At final followup patellar subluxation or dislocation was evident radiographically in 10 knees. The importance of this radiographic finding is not known as there is a report indicating that radiographic patellar subluxation without clinical symptoms is common. 5 Nevertheless, the functional outcomes were poorer in patients with radiographic evidence of patellar subluxation, dislocation, or fracture (p < 0.05).

The current study suggests that patellar component resection arthroplasty, consisting of removal of the existing patellar component and associated patelloplasty, provides a reasonable treatment option for a failed patellar component associated with deficient patellar bone.
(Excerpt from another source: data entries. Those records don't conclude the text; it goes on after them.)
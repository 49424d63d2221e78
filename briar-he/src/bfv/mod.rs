//! The BFV scheme: parameters, keys, encryption, and the homomorphic
//! operations the PIR and PNNS engines drive.

mod ciphertext;
mod keys;
mod mul;
mod params;
mod plaintext;
mod secret_key;
mod simd;

pub use ciphertext::Ciphertext;
pub use keys::{EvaluationKey, EvaluationKeyConfig, KeySwitchKey};
pub use mul::TensorProduct;
pub use params::{BfvContext, BfvParameters, DEFAULT_ERROR_STD_DEV, MAX_TENSOR_ACCUMULATION};
pub use plaintext::{EvalPlaintext, Plaintext};
pub use secret_key::SecretKey;
pub use simd::SimdEncoder;
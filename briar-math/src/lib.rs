//! Word-level building blocks for the briar lattice cryptography workspace.
//!
//! Everything in this crate operates on machine words: constant-time modular
//! arithmetic with Barrett and Shoup precomputations, bit utilities, prime
//! search for NTT-friendly moduli, the dense [`Array2d`] store used for RNS
//! polynomial data and plaintext matrices, and the two byte codecs shared by
//! the wire formats (MSB-first coefficient bit-packing and unsigned LEB128
//! varints).
//!
//! The concrete scalar type is `u64` with `u128` double-width intermediates.
//! Moduli are restricted to `[2, 2^62 - 1]` so that lazy values below `4q`
//! never overflow a word.

#![warn(missing_docs)]
#![deny(rustdoc::broken_intra_doc_links)]

mod array2d;
mod bits;
mod error;
mod packing;
mod prime;
mod scalar;
mod varint;

pub use array2d::Array2d;
pub use bits::{
	ceil_log2, is_power_of_two, log2, next_power_of_two, previous_multiple,
	previous_power_of_two, reverse_bits,
};
pub use error::{MathError, Result};
pub use packing::{bytes_to_coefficients, coefficients_to_bytes, serialized_byte_count};
pub use prime::{generate_primes, is_prime};
pub use scalar::{
	add_mod, ct_eq, ct_ge, ct_gt, ct_lt, ct_select, centered_to_remainder, neg_mod,
	remainder_to_centered, sub_if_exceeds, sub_mod, Modulus, MultiplyConstant,
};
pub use varint::{read_varint, varint_size, write_varint};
The patella should be resurfaced during revision knee arthroplasty if the thickness generally is greater than 8 to 10 mm. In cases of severe bone deficiency, patellar resection arthroplasty is a reasonable option to consider and is preferred to patellectomy. The extensor mechanism also should be examined carefully and realignment procedures done if necessary, especially in patients having isolated patellar resection. At the time of patellar resection arthroplasty tibial and femoral component stability and axial and rotational alignment should be scrutinized, and if major problems are identified, measures should be taken to solve them.